Exercise#

Exercise: Deliberately setting up a run that crashed and then finding out what went wrong

Create another new case called b1850_high_freq_bugfixing in your cases directory using the B1850-tutorial compset and f19_g17 resolution.

Use the default 5 day run length.

Now in addition to the default monthly output add the following

  • an h1 file containing daily averages of T2M

  • set your namelist so that there is one file per day for this daily averaged output

Set up, build and submit your case.

See if it runs successfully and, if not, try to find out what went wrong.

Click here for hints

Setting up the case

To create this case you need to run create_newcase from within $CESMROOT/cime/scripts/ to set up a case located in ~/cases/b1850_high_freq_bugfixing with resolution f19_g17 and then go into the case directory and run case.setup.

Now the namelist files should have appeared in your case directory and you can add the requested output to user_nl_cam with the following entry

fincl2='T2M:A'
nhtfrq=0,-24
mfilt=1,1

Then build the case and submit.

qcmd -- ./case.build

./case.submit

Wait until you no longer see it running in the queue.

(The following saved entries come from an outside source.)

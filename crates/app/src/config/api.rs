//! API Config

use clap::Args;

/// Production API the storefront talks to.
pub const DEFAULT_API_URL: &str = "https://tekweb-uas-production.up.railway.app/api";

/// Remote API settings.
#[derive(Debug, Args)]
pub struct ApiConfig {
    /// Base URL of the Bengkel REST API
    #[arg(long, env = "BENGKEL_API_URL", default_value = DEFAULT_API_URL)]
    pub api_url: String,
}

Checking if your run has finished successfully

To check if your run has finished successfully, you can see if there’s an archive directory for the run and determine whether it contains the output files. You should find that it doesn’t in this case.

You can also look in the run directory too and see whether there’s any evidence of restart files or rpointer files having been created for this run. You should find that this hasn’t happened.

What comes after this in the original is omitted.